Die EU, allen voran der deutsche Außenminister Fischer, konnte sich nach dem Abgang der USA und Israels bei den Formulierungen zum Nahost-Konflikt als diplomatischer Vermittler präsentieren. "Wir sind besorgt über die Leiden der Palästinenser unter fremder Besatzung. Wir erkennen das unabdingbare Recht der Palästinenser auf Selbstbestimmung und Errichtung eines unabhängigen Staates … das Recht auf Sicherheit für alle Staaten der Region an, einschließlich Israels … Wir erkennen das Recht der Flüchtlinge auf freiwillige Rückkehr in ihre Häuser und Besitztümer in Würde und Sicherheit an und drängen alle Staaten, eine solche Rückkehr zu ermöglichen", heißt es in der angenommenen Kompromissformulierung der südafrikanischen Regierung, die auch von der palästinensischen Delegation und dem israelischen Außenministerium akzeptiert wurde.
Für ihre Vermittlertätigkeit forderten die EU-Delegationen ihren Preis: sie verhinderten eine formale Entschuldigung für die Kolonialzeit. Statt dessen wurde nur "tiefes Bedauern" über Sklaverei und Kolonialismus ausgedrückt. Denn laut angelsächsischer Interpretation des Völkerrechts bietet der Begriff "Entschuldigung" eine Rechtsgrundlage für Entschädigungsklagen.
Die EU-Vertreter drängten die afrikanischen Regierungsdelegationen statt dessen zur Forderung nach einer "moralische Reparation", aus der bei entsprechendem politischen Willen Schuldenerlasse, Wirtschaftshilfe und "Partnerschaft für Afrika und Lateinamerika" erwachsen sollen.

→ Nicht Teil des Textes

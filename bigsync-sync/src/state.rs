//! Connection state machine
//!
//! A connection is either offline (tree built from the workspace alone) or online
//! (tree reconciled with the device). Going online walks through the connection phases,
//! loading one kind of information per phase:
//!
//! ```text
//! Offline -> Connecting -> VersionChecked -> ProvisioningLoaded
//!         -> PartitionsLoaded -> ResourcesLoaded
//! ```
//!
//! Any failure on the way drops the connection back to `Offline` with the tree loaded
//! from disk. Going offline asks what to do with locally edited resources first.

use async_trait::async_trait;
use futures::future::join_all;
use std::collections::{HashMap, HashSet};
use std::sync::Arc;
use tokio::sync::RwLock;
use tracing::{debug, info, warn};

use bigsync_model::layout::{self, TrafficModule};
use bigsync_model::{
    ConnectionInfo, DataGroup, DataGroupType, LocalFileStore, ModelError, ModelNode, ModelTree,
    ModelType, ModificationTracker, NodeId, NodePayload, ResourcePath, SyncFlags,
};
use bigsync_rest::uri::SYS_VERSION;
use bigsync_rest::{Method, RestClient, RestFailure, UriBuilder, Version, VersionGate};

use crate::errors::{Result, SyncError};
use crate::events::StatusChannel;
use crate::handle::{ConnectionHandle, ConnectionPhase};
use crate::loaders::{self, RemoteEntry};
use crate::resources::RemoteResource;
use crate::scheduler::{forget_local, JobHandle, JobOutcome, RequestScheduler};

/// Provisioning name of the iLX module
const ILX_MODULE: &str = "ilx";

/// Answer to "these resources have local changes, what now?" when going offline
#[derive(Debug, Clone, PartialEq, Eq)]
pub enum SyncDecision {
    /// Push the listed resources, then go offline
    Push(Vec<ResourcePath>),
    /// Stay online
    Cancel,
    /// Go offline and keep the local changes unpushed
    ProceedWithoutSync,
}

#[async_trait]
pub trait SyncPrompt: Send + Sync {
    async fn choose(&self, connection: &str, edited: &[ResourcePath]) -> SyncDecision;
}

/// Prompt that never pushes
pub struct ProceedWithoutSync;

#[async_trait]
impl SyncPrompt for ProceedWithoutSync {
    async fn choose(&self, _connection: &str, _edited: &[ResourcePath]) -> SyncDecision {
        SyncDecision::ProceedWithoutSync
    }
}

#[derive(Debug, Clone, Copy, PartialEq, Eq)]
pub enum OfflineOutcome {
    Offline,
    /// The prompt cancelled the transition
    StayedOnline,
}

#[derive(Clone)]
pub struct ConnectionStateMachine {
    store: Arc<dyn LocalFileStore>,
    tracker: ModificationTracker,
    scheduler: RequestScheduler,
    tree: Arc<RwLock<ModelTree>>,
    events: StatusChannel,
    prompt: Arc<dyn SyncPrompt>,
    gate: VersionGate,
    iapps_minimum: Version,
}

Nicht nur die Roma und die indischen Dalit (Unberührbare), die das Kastenunwesen ihres Landes anprangerten, "wurden in Durban auf dem Altar des Nahen Ostens geopfert", so Nils Rosemann, der auf der Konferenz das Forum Menschenrechte vertrat. "Jedes Mal, wenn die Afrikaner versuchen, ein spezifisches Problem auf die Traktatenliste zu setzen, kommen andere mit allen möglichen Forderungen und verwässern das eigentliche Anliegen", meint auch der nigerianische Literaturnobelpreisträger Wole Soyinka zur UN-Konferenz. Nicht zu reden von den 150 Millionen Migranten in aller Welt, die kaum über ein Sprachrohr verfügen, um ihre Interessen zu artikulieren. Für sie wurde ein Aktionsplan erstellt, mit dessen Hilfe Erziehungskampagnen, Gleichstellung am Arbeitsplatz und Antirassismusfonds eingerichtet werden sollen.

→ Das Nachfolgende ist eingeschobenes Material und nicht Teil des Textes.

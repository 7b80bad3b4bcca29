//! REST client for BigIP management endpoints
//!
//! Every send goes through the same steps:
//! 1. Probe the device (or its proxy) and fail fast with `Unreachable`
//! 2. Attach Basic credentials and send through the transport
//! 3. Classify the status and parse the body leniently
//! 4. Pause briefly after a success so bursts of requests do not overload the device

use base64::engine::general_purpose::STANDARD;
use base64::Engine as _;
use bytes::Bytes;
use serde_json::Value;
use std::sync::Arc;
use std::time::Duration;
use tracing::{debug, info, warn};

use bigsync_model::ConnectionInfo;

use crate::errors::{RestError, RestFailure};
use crate::json::{parse_lenient, wrap_text};
use crate::method::Method;
use crate::probe::{probe_target, ReachabilityProbe};
use crate::transport::{HttpRequest, HttpResponse, HttpTransport};

const AUTH_REQUIRED_TITLE: &str = "Authentication required!";
const AUTH_TITLE_LINE: usize = 5;

#[derive(Debug, Clone, Copy, PartialEq, Eq)]
pub enum ContentKind {
    Json,
    Text,
    OctetStream,
}

impl ContentKind {
    pub fn mime(&self) -> &'static str {
        match self {
            ContentKind::Json => "application/json",
            ContentKind::Text => "text/plain",
            ContentKind::OctetStream => "application/octet-stream",
        }
    }
}

#[derive(Debug, Clone, PartialEq)]
pub struct RestRequest {
    pub method: Method,
    pub uri: String,
    pub content_kind: ContentKind,
    pub body: Option<Bytes>,
    /// Response is plain text to be wrapped as `{"content": ..}`
    pub expect_text: bool,
    pub headers: Vec<(String, String)>,
}

impl RestRequest {
    pub fn new(method: Method, uri: impl Into<String>) -> Self {
        Self {
            method,
            uri: uri.into(),
            content_kind: ContentKind::Json,
            body: None,
            expect_text: false,
            headers: Vec::new(),
        }
    }

    pub fn get(uri: impl Into<String>) -> Self {
        Self::new(Method::Get, uri)
    }

    pub fn delete(uri: impl Into<String>) -> Self {
        Self::new(Method::Delete, uri)
    }

    pub fn json(method: Method, uri: impl Into<String>, body: &Value) -> Self {
        let mut request = Self::new(method, uri);
        request.body = Some(Bytes::from(body.to_string()));
        request
    }

    pub fn octets(method: Method, uri: impl Into<String>, body: Bytes) -> Self {
        let mut request = Self::new(method, uri);
        request.content_kind = ContentKind::OctetStream;
        request.body = Some(body);
        request
    }

    pub fn expect_text(mut self) -> Self {
        self.expect_text = true;
        self
    }

    pub fn header(mut self, name: impl Into<String>, value: impl Into<String>) -> Self {
        self.headers.push((name.into(), value.into()));
        self
    }
}

#[derive(Debug, Clone, PartialEq)]
pub struct RestResponse {
    pub method: Method,
    pub uri: String,
    pub status: u16,
    pub document: Value,
}

impl RestResponse {
    /// Text content of a response requested with `expect_text`
    pub fn content(&self) -> Option<&str> {
        self.document.get(crate::json::CONTENT_FIELD).and_then(Value::as_str)
    }
}

pub type SendResult = std::result::Result<RestResponse, RestFailure>;

#[derive(Debug, Clone)]
pub struct ClientOptions {
    pub probe_timeout: Duration,
    /// Pause after each successful request
    pub pacing: Duration,
}

impl Default for ClientOptions {
    fn default() -> Self {
        Self {
            probe_timeout: Duration::from_secs(5),
            pacing: Duration::from_secs(1),
        }
    }
}

#[derive(Clone)]
pub struct RestClient {
    transport: Arc<dyn HttpTransport>,
    probe: Arc<dyn ReachabilityProbe>,
    options: ClientOptions,
}

impl RestClient {
    pub fn new(
        transport: Arc<dyn HttpTransport>,
        probe: Arc<dyn ReachabilityProbe>,
        options: ClientOptions,
    ) -> Self {
        Self {
            transport,
            probe,
            options,
        }
    }

    pub fn options(&self) -> &ClientOptions {
        &self.options
    }

    pub async fn send(&self, connection: &ConnectionInfo, request: RestRequest) -> SendResult {
        let method = request.method;
        let uri = request.uri.clone();

        let (host, port) = probe_target(connection);
        if !self
            .probe
            .is_reachable(&host, port, self.options.probe_timeout)
            .await
        {
            warn!("{} {} skipped: {}:{} is unreachable", method, uri, host, port);
            return Err(RestFailure::new(
                RestError::Unreachable(format!("{}:{}", host, port)),
                method,
                uri,
            ));
        }

        let mut http = HttpRequest::new(method, &uri)
            .header("Authorization", basic_auth(connection))
            .header("Accept", "application/json")
            .proxy(connection.proxy.clone().filter(|_| !connection.address.is_empty()));
        if let Some(body) = request.body {
            http = http
                .header("Content-Type", request.content_kind.mime())
                .body(body);
        }
        for (name, value) in request.headers {
            http = http.header(name, value);
        }

        debug!("{} {}", method, uri);
        let response = match self.transport.send(http).await {
            Ok(response) => response,
            Err(error) => {
                log_failure(&error, method, &uri);
                return Err(RestFailure::new(error, method, uri));
            }
        };

        match classify(&response, request.expect_text) {
            Ok(document) => {
                if !self.options.pacing.is_zero() {
                    tokio::time::sleep(self.options.pacing).await;
                }
                Ok(RestResponse {
                    method,
                    uri,
                    status: response.status,
                    document,
                })
            }
            Err(error) => {
                log_failure(&error, method, &uri);
                Err(RestFailure::new(error, method, uri).with_body(response.text()))
            }
        }
    }

    pub async fn get(&self, connection: &ConnectionInfo, uri: impl Into<String>) -> SendResult {
        self.send(connection, RestRequest::get(uri)).await
    }

    pub async fn get_text(
        &self,
        connection: &ConnectionInfo,
        uri: impl Into<String>,
    ) -> SendResult {
        self.send(connection, RestRequest::get(uri).expect_text()).await
    }

    pub async fn delete(&self, connection: &ConnectionInfo, uri: impl Into<String>) -> SendResult {
        self.send(connection, RestRequest::delete(uri)).await
    }
}

fn basic_auth(connection: &ConnectionInfo) -> String {
    let credentials = &connection.credentials;
    let token = STANDARD.encode(format!("{}:{}", credentials.user, credentials.password));
    format!("Basic {}", token)
}

fn log_failure(error: &RestError, method: Method, uri: &str) {
    match error {
        RestError::Cancelled => info!("{} {} cancelled", method, uri),
        _ => warn!("{} {} failed: {}", method, uri, error),
    }
}

/// The device answers some unauthenticated requests with an HTML login page whose
/// title sits on the sixth line
fn is_auth_page(body: &str) -> bool {
    body.lines().nth(AUTH_TITLE_LINE).is_some_and(|line| {
        let line = line.trim();
        let title = line
            .strip_prefix("<title>")
            .and_then(|l| l.strip_suffix("</title>"))
            .unwrap_or(line);
        title.trim() == AUTH_REQUIRED_TITLE
    })
}

/// Success statuses carry the document; the login page fingerprint only counts on
/// failures and on bodies that should have been JSON but are not
fn classify(response: &HttpResponse, expect_text: bool) -> std::result::Result<Value, RestError> {
    let text = response.text();
    if (200..300).contains(&response.status) {
        if expect_text {
            return Ok(wrap_text(text));
        }
        return parse_lenient(&response.body).map_err(|e| {
            if is_auth_page(&text) {
                RestError::AuthenticationFailure
            } else {
                RestError::Protocol {
                    status: response.status,
                    message: format!("malformed JSON body: {}", e),
                }
            }
        });
    }

    if response.status == 401 || is_auth_page(&text) {
        return Err(RestError::AuthenticationFailure);
    }
    let message = parse_lenient(&response.body)
        .ok()
        .and_then(|doc| doc.get("message").and_then(Value::as_str).map(str::to_string))
        .unwrap_or_else(|| text.trim().to_string());
    if response.status == 409 || message.to_ascii_lowercase().contains("busy") {
        return Err(RestError::ResourceConflict(message));
    }
    Err(RestError::Protocol {
        status: response.status,
        message,
    })
}

#[cfg(test)]
mod tests {
    use super::*;
    use crate::testing::{RecordingTransport, StaticProbe};
    use serde_json::json;

    fn client(transport: Arc<RecordingTransport>, reachable: bool) -> RestClient {
        RestClient::new(
            transport,
            Arc::new(StaticProbe(reachable)),
            ClientOptions {
                probe_timeout: Duration::from_millis(10),
                pacing: Duration::ZERO,
            },
        )
    }

    fn conn() -> ConnectionInfo {
        ConnectionInfo::new("bigip.lab").with_credentials("admin", "admin")
    }

    #[tokio::test]
    async fn test_unreachable_never_calls_transport() {
        let transport = Arc::new(RecordingTransport::new());
        let failure = client(transport.clone(), false)
            .get(&conn(), "https://bigip.lab/mgmt/tm/sys/version")
            .await
            .unwrap_err();
        assert!(matches!(failure.error, RestError::Unreachable(_)));
        assert_eq!(transport.request_count(), 0);
    }

    #[tokio::test]
    async fn test_basic_auth_and_json_body() {
        let transport = Arc::new(RecordingTransport::new());
        transport.push_json(200, json!({"items": []}));
        let response = client(transport.clone(), true)
            .send(
                &conn(),
                RestRequest::json(
                    Method::Post,
                    "https://bigip.lab/mgmt/tm/ltm/rule/",
                    &json!({"name": "a"}),
                ),
            )
            .await
            .unwrap();
        assert_eq!(response.document, json!({"items": []}));

        let sent = &transport.requests()[0];
        assert_eq!(sent.header_value("Authorization"), Some("Basic YWRtaW46YWRtaW4="));
        assert_eq!(sent.header_value("Content-Type"), Some("application/json"));
    }

    #[tokio::test]
    async fn test_text_is_wrapped() {
        let transport = Arc::new(RecordingTransport::new());
        transport.push(200, "const x = 1;\n");
        let response = client(transport, true)
            .get_text(&conn(), "https://bigip.lab/mgmt/shared/iapp/file/pkg/main.js")
            .await
            .unwrap();
        assert_eq!(response.content(), Some("const x = 1;\n"));
    }

    #[tokio::test]
    async fn test_authentication_failures() {
        let transport = Arc::new(RecordingTransport::new());
        transport.push(401, "");
        transport.push(
            200,
            "<html>\n<head>\n<meta charset=\"utf-8\">\n<link rel=\"icon\">\n\
             <style></style>\n<title>Authentication required!</title>\n</head>",
        );
        let client = client(transport, true);
        for _ in 0..2 {
            let failure = client.get(&conn(), "https://bigip.lab/x").await.unwrap_err();
            assert_eq!(failure.error, RestError::AuthenticationFailure);
        }
    }

    #[tokio::test]
    async fn test_login_title_in_downloaded_text_is_content() {
        let page = "<html>\n<head>\n<meta charset=\"utf-8\">\n<link rel=\"icon\">\n\
                    <style></style>\n<title>Authentication required!</title>\n</head>";
        let transport = Arc::new(RecordingTransport::new());
        transport.push(200, page);
        transport.push(403, page);
        let client = client(transport, true);

        let uri = "https://bigip.lab/mgmt/shared/iapp/file/pkg/presentation/login.html";
        let response = client.get_text(&conn(), uri).await.unwrap();
        assert_eq!(response.content(), Some(page));

        let failure = client.get_text(&conn(), uri).await.unwrap_err();
        assert_eq!(failure.error, RestError::AuthenticationFailure);
    }

    #[tokio::test]
    async fn test_malformed_json_is_a_protocol_error() {
        let transport = Arc::new(RecordingTransport::new());
        transport.push(200, "<html>oops</html>");
        let failure = client(transport, true)
            .get(&conn(), "https://bigip.lab/mgmt/tm/ltm/rule/")
            .await
            .unwrap_err();
        assert!(matches!(
            failure.error,
            RestError::Protocol { status: 200, ref message }
                if message.starts_with("malformed JSON body")
        ));
        assert_eq!(failure.raw_body.as_deref(), Some("<html>oops</html>"));
    }

    #[tokio::test]
    async fn test_error_classification() {
        let transport = Arc::new(RecordingTransport::new());
        transport.push_json(400, json!({"code": 400, "message": "workspace ws is busy"}));
        transport.push_json(404, json!({"code": 404, "message": "not found"}));
        let client = client(transport, true);

        let busy = client.delete(&conn(), "https://bigip.lab/a").await.unwrap_err();
        assert!(busy.error.is_conflict());
        assert!(busy.raw_body.unwrap().contains("busy"));

        let missing = client.get(&conn(), "https://bigip.lab/b").await.unwrap_err();
        assert_eq!(
            missing.error,
            RestError::Protocol { status: 404, message: "not found".into() }
        );
    }

    #[tokio::test(start_paused = true)]
    async fn test_pacing_after_success() {
        let transport = Arc::new(RecordingTransport::new());
        transport.push_json(200, json!({}));
        let client = RestClient::new(
            transport,
            Arc::new(StaticProbe(true)),
            ClientOptions::default(),
        );
        let started = tokio::time::Instant::now();
        client.get(&conn(), "https://bigip.lab/x").await.unwrap();
        assert!(started.elapsed() >= Duration::from_secs(1));
    }
}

Ob diese Ergebnisse tatsächlich in nationale Aktionspläne umgesetzt werden, wie es die Resolutionen fordern, bleibt dahingestellt. Mehr als moralischen Druck werden auch die halbjährlichen Berichte, die zukünftig ein Gremium von "bedeutenden Persönlichkeiten" erstellen wird, nicht erzeugen können. Und die Abwehrhaltungen sind auch kurz nach der Konferenz schon überdeutlich. Die Resolutionen der Weltkonferenz sind "politische, keine rechtlichen Dokumente", kommentierte ein Sprecher der belgischen Regierung, die zur Zeit die EU-Ratspräsidentschaft innehat.